Did the tournament seem interminable this year, or is it just that my picks faded into obscurity, so it only seemed to go on forever? Even though Wisconsin and Michigan State got schooled and shown the door, and even though the anticipated showdown between the white knights Tyler Tarheel Hansborough and Kevin Bruin Love didn't happen, the final game was a gem.

The play's the thing.

Forget the ostentatious homage to tradition, the UNC/UCLA royalty, the self-serving TV spectacle, the pompous circumstance and grotesque display of the media event as historic moment in the annals of self-promotion, the know-it-all commentators, the egotistical coaches, the increasing resemblance of the whole event to the World Wrestling Federation. That's a lot of forget. What's left?

The game, as played by the players, with a ball, on the court.
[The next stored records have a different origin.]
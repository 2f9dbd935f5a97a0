use std::path::PathBuf;

/// Errors from dataset loading, configuration and tree assembly.
#[derive(Debug, thiserror::Error)]
pub enum TreeError {
    /// Returned when the input file cannot be opened.
    #[error("failed to open {path}")]
    FileNotFound {
        /// Path that could not be opened.
        path: PathBuf,
        /// The underlying I/O error.
        source: std::io::Error,
    },

    /// Returned when the delimited input is malformed.
    #[error("malformed delimited input in {path}")]
    CsvParse {
        /// Path of the offending file (`<memory>` for in-memory sources).
        path: PathBuf,
        /// The underlying csv error.
        source: csv::Error,
    },

    /// Returned when the table has a header but no data rows.
    #[error("dataset has zero rows")]
    EmptyDataset,

    /// Returned when the table has no columns at all.
    #[error("dataset header is empty")]
    EmptyHeader,

    /// Returned when two columns share a name.
    #[error("column `{name}` appears more than once in the header")]
    DuplicateColumn {
        /// The repeated column name.
        name: String,
    },

    /// Returned when the designated target column is not in the header.
    #[error("target column `{target}` not found in header")]
    MissingTargetColumn {
        /// The requested target column.
        target: String,
    },

    /// Returned when a row has a different number of cells than the header.
    #[error("row {row} has {got} cells, expected {expected}")]
    InconsistentRowLength {
        /// Zero-based data row index.
        row: usize,
        /// Number of columns in the header.
        expected: usize,
        /// Number of cells in the row.
        got: usize,
    },

    /// Returned when min_samples_split is less than 2.
    #[error("min_samples_split must be at least 2, got {min_samples_split}")]
    InvalidMinSamplesSplit {
        /// The rejected value.
        min_samples_split: u16,
    },

    /// Returned when max_depth is zero.
    #[error("max_depth must be at least 1, got {max_depth}")]
    InvalidMaxDepth {
        /// The rejected value.
        max_depth: u16,
    },

    /// Returned when an algorithm name cannot be parsed.
    #[error("unknown algorithm `{name}`, expected one of: id3, c45, cart")]
    UnknownAlgorithm {
        /// The unrecognised name.
        name: String,
    },

    /// Returned when a decision node would have no branches.
    #[error("decision `{test}` has no branches")]
    EmptyDecision {
        /// Test description of the offending node.
        test: String,
    },

    /// Returned when a decision node would carry the same branch key twice.
    #[error("decision `{test}` has duplicate branch `{key}`")]
    DuplicateBranch {
        /// Test description of the offending node.
        test: String,
        /// The repeated branch key.
        key: String,
    },

    /// Returned when a tree is requested before `fit` has run.
    #[error("tree wasn't built yet")]
    TreeNotBuilt,

    /// Returned when exporting the tree as JSON fails.
    #[error("failed to serialize tree")]
    Serialize {
        /// The underlying serde_json error.
        source: serde_json::Error,
    },

    /// Returned when writing Graphviz output fails.
    #[error("failed to render tree as DOT")]
    Render {
        /// The underlying formatting error.
        source: std::fmt::Error,
    },
}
Big guys, little guys, young guys, older guys, fast guys, faster guys, running up and down the court, jumping through the roof, tossing the ball around, putting it in the hoop.

Even though Kansas and Memphis were not two teams I had paid much attention to during the season, they are probably the best in the country and deserved to be there at the end. Their head-to-head confrontation was a demonstration of high-level roundball, and it was fun to watch. Defense in particular was so intense that nobody got away with any lapses.

The announcing, well, the less said the better.

Oh, by the way, this is about basketball.

Thursday, April 03, 2008

Happy Birthday Isabel

Our cat Isabel has a birthday this week, her seventeenth. We don't know for sure on what date she was born in 1991, but it was right around the first of April. Isabel and her brother Gus came to us as six-week-old kittens from our friends the MacKenzie family, whose momcat had just had a litter, on Zelda's seventh birthday.

Gus and Isabel were the cutest little furballs. They moved to Alabama with us, then they moved back to Ohio with us and presided in the old house and its acre on High Street for ten years. They slept together, bathed each other, played and fought as cats play and fight.

Gus died two years ago, and Isabel has declined a little since she lost her brother. She is an old cat. And the sweetest cat in the world. I know everyone says their cat is the coolest, nicest, prettiest, whatever superlative applies. But they don't know Izzy.

She has always been affectionate, that is, when she feels like it. My favorite thing is to lie down on the floor to stretch my back, and no matter where Isabel happens to be in the house, she will come and plant herself in the middle of my chest and settle in for a while.

Lately she has taken to long naps on top of Gven's printer. I think she likes the slight vibration of the new machine. And she spends a lot of time upstairs in Zelda's room, where Gus used to hang out a lot.

Now she moves pretty slowly and has trouble leaping up on the counter to her food bowl, so we help her up. She can still do it on her own, but it takes a lot of effort. She whines and complains for a while every morning and whenever someone comes home, and she requires a lot of attention. Usually she calms down if you feed her or spend some quality time stroking her back or rubbing her ears. She likes that.

Happy birthday, Isabel. You're the best cat ever.